> Aim of the task: Using the data that follows, give the number of lines where the string "ErrorKind" occurs, and nothing else.

> Stored data entries:
┄┄┄┄┄┄

//! Pension Engine CLI
//!
//! Command-line interface for scale lookups, first-pillar calculations and
//! household aggregation

use std::path::{Path, PathBuf};

use anyhow::Context;
use clap::{Parser, Subcommand};
use log::info;

use pension_engine::{
    avs::{AvsCalculationResult, AvsCalculator, DisabilityTier, PensionAmount},
    format::{format_chf, format_percent},
    lpp::{self, LppAnalysis},
    pillar3::{self, ThirdPillarAnalysis},
    provider::{load_from_dir, loader, InMemoryProvider},
    scale::{BenefitScale, CsvScaleSource, ScaleRepository, StatutoryScale, DEFAULT_SCALE_PATH},
    ErrorKind, HouseholdAnalysis, PensionError, PensionService,
};

#[derive(Debug, Parser)]
#[command(name = "pension_engine", version, about = "Swiss pension benefit calculations")]
struct Cli {
    /// Print results as JSON instead of text
    #[arg(long, global = true)]
    json: bool,

    #[command(subcommand)]
    command: Command,
}

#[derive(Debug, Subcommand)]
enum Command {
    /// Show the scale bracket an income resolves to
    Scale {
        #[arg(long)]
        income: f64,
        /// Scale CSV (defaults to data/scale/avs_scale_44.csv, else the statutory table)
        #[arg(long)]
        scale: Option<PathBuf>,
    },
    /// Compute first-pillar rents
    Avs {
        #[arg(long)]
        income: f64,
        #[arg(long)]
        years: u8,
        /// Disability degree: 1/1, 3/4, 1/2 or 1/4
        #[arg(long, default_value = "1/1")]
        tier: String,
        #[arg(long)]
        scale: Option<PathBuf>,
    },
    /// Aggregate occupational pension accounts from a CSV file
    Lpp {
        accounts: PathBuf,
        /// Only accounts of this profile
        #[arg(long)]
        profile: Option<String>,
    },
    /// Aggregate third-pillar accounts from a CSV file
    Pillar3 {
        accounts: PathBuf,
        #[arg(long)]
        profile: Option<String>,
    },
    /// Three-pillar overview for profiles of a data directory
    Overview {
        #[arg(long, default_value = "data/sample")]
        data_dir: PathBuf,
        /// Profiles to compute (all profiles when omitted)
        #[arg(long)]
        profile: Vec<String>,
    },
}

fn load_scale(path: Option<&Path>) -> anyhow::Result<BenefitScale> {
    let scale = match path {
        Some(path) => CsvScaleSource::new(path)
            .load_scale()
            .with_context(|| format!("loading scale from {}", path.display()))?,
        None if Path::new(DEFAULT_SCALE_PATH).exists() => CsvScaleSource::default().load_scale()?,
        None => StatutoryScale::default().load_scale()?,
    };
    info!("Scale with {} brackets ready", scale.len());
    Ok(scale)
}

fn print_json<T: serde::Serialize>(value: &T) -> anyhow::Result<()> {
    println!("{}", serde_json::to_string_pretty(value)?);
    Ok(())
}

fn print_amount(label: &str, amount: &PensionAmount) {
    println!(
        "  {:<22} {:>14} / month {:>16} / year",
        label,
        format_chf(amount.monthly),
        format_chf(amount.annual)
    );
}

fn print_avs(result: &AvsCalculationResult) {
    println!("AVS/AI rents");
    println!("  Income used:           {}", format_chf(result.income_used));
    println!("  Scale bracket:         {}", format_chf(result.scale_row.income_threshold));
    println!(
        "  Contribution years:    {} ({} of a full rent)",
        result.years_contributed,
        format_percent(result.full_rent_fraction)
    );
    print_amount("Old-age", &result.old_age);
    print_amount(&format!("Disability ({})", result.disability_tier), &result.disability);
    print_amount("Survivor", &result.survivor);
    print_amount("Per child", &result.child);
    print_amount("Per orphan", &result.orphan);
}

fn print_lpp(analysis: &LppAnalysis) {
    println!("LPP ({} accounts)", analysis.total_accounts);
    println!("  Current savings:       {}", format_chf(analysis.total_current_savings));
    println!("  Projected savings:     {}", format_chf(analysis.total_projected_savings));
    println!(
        "  Rent at 65:            {} / month",
        format_chf(analysis.total_monthly_rent_65)
    );
    println!(
        "  Disability rent:       {} / month",
        format_chf(analysis.total_disability_rent_monthly)
    );
    println!(
        "  Widow rent:            {} / month",
        format_chf(analysis.total_widow_rent_monthly)
    );
    println!("  Death capital:         {}", format_chf(analysis.total_death_capital));
    for option in &analysis.early_retirement_options {
        println!(
            "  Early retirement at {}: {} / month ({})",
            option.age,
            format_chf(option.monthly_rent),
            option.provider
        );
    }
}

fn print_pillar3(analysis: &ThirdPillarAnalysis) {
    println!("Third pillar ({} accounts)", analysis.total_accounts);
    println!("  Current amount:        {}", format_chf(analysis.total_current_amount));
    println!("  Projected amount:      {}", format_chf(analysis.total_projected_amount));
    println!("  Annual contributions:  {}", format_chf(analysis.total_annual_contribution));
    println!(
        "  Disability rent:       {} / month",
        format_chf(analysis.total_disability_rent_monthly)
    );
    println!("  Death capital:         {}", format_chf(analysis.total_death_capital));
    if let Some(rate) = analysis.weighted_return_rate {
        println!("  Weighted return:       {}", format_percent(rate));
    }
}

fn print_household(household: &HouseholdAnalysis) {
    let overview = &household.overview;
    println!("{}", "=".repeat(60));
    println!("Profile {}", household.profile_id);
    println!("{}", "=".repeat(60));
    print_avs(&household.avs);
    print_lpp(&household.lpp);
    print_pillar3(&household.third_pillar);
    println!("Overview");
    println!(
        "  Income at 65:          {} / month",
        format_chf(overview.monthly_income_at_reference_age)
    );
    println!(
        "  Income if disabled:    {} / month",
        format_chf(overview.disability_monthly_income)
    );
    println!(
        "  Survivor income:       {} / month",
        format_chf(overview.survivor_monthly_income)
    );
    println!("  Retirement capital:    {}", format_chf(overview.retirement_capital));
    println!("  Death capital:         {}", format_chf(overview.death_capital));
}

fn run(cli: Cli) -> anyhow::Result<()> {
    match cli.command {
        Command::Scale { income, scale } => {
            let scale = load_scale(scale.as_deref())?;
            let row = scale.resolve(income)?;
            if cli.json {
                print_json(row)?;
            } else {
                println!(
                    "Income {} resolves to bracket {}: full old-age rent {}",
                    format_chf(income),
                    format_chf(row.income_threshold),
                    format_chf(row.old_age_rent_full)
                );
            }
        }
        Command::Avs { income, years, tier, scale } => {
            let tier: DisabilityTier = tier.parse()?;
            let calculator = AvsCalculator::new(load_scale(scale.as_deref())?);
            let result = calculator.calculate_pensions(income, years, tier)?;
            if cli.json {
                print_json(&result)?;
            } else {
                print_avs(&result);
            }
        }
        Command::Lpp { accounts, profile } => {
            let mut accounts = loader::load_lpp_accounts(&accounts)
                .with_context(|| format!("loading LPP accounts from {}", accounts.display()))?;
            if let Some(profile) = profile {
                accounts.retain(|a| a.profile_id == profile);
            }
            let analysis = lpp::aggregate(&accounts);
            if cli.json {
                print_json(&analysis)?;
            } else {
                print_lpp(&analysis);
            }
        }
        Command::Pillar3 { accounts, profile } => {
            let mut accounts = loader::load_third_pillar_accounts(&accounts).with_context(|| {
                format!("loading third-pillar accounts from {}", accounts.display())
            })?;
            if let Some(profile) = profile {
                accounts.retain(|a| a.profile_id == profile);
            }
            let analysis = pillar3::aggregate(&accounts);
            if cli.json {
                print_json(&analysis)?;
            } else {
                print_pillar3(&analysis);
            }
        }
        Command::Overview { data_dir, profile } => {
            let loaded = load_from_dir(&data_dir)
                .with_context(|| format!("loading household data from {}", data_dir.display()))?;
            let service = PensionService::new(InMemoryProvider::from_loaded(loaded))?;
            let ids = if profile.is_empty() {
                service.provider().profile_ids()?
            } else {
                profile
            };

            let households = service
                .households(&ids)
                .into_iter()
                .collect::<Result<Vec<_>, PensionError>>()?;

            if cli.json {
                print_json(&households)?;
            } else {
                for household in &households {
                    print_household(household);
                }
            }
        }
    }
    Ok(())
}

fn exit_code(err: &anyhow::Error) -> i32 {
    match err.downcast_ref::<PensionError>().map(PensionError::kind) {
        Some(ErrorKind::Validation) => 2,
        Some(ErrorKind::NotFound) => 3,
        Some(ErrorKind::Data) => 4,
        None => 1,
    }
}

fn main() {
    env_logger::init();

    if let Err(err) = run(Cli::parse()) {
        eprintln!("Error: {:#}", err);
        std::process::exit(exit_code(&err));
    }
}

┄┄┄┄┄┄

> Written answer: 4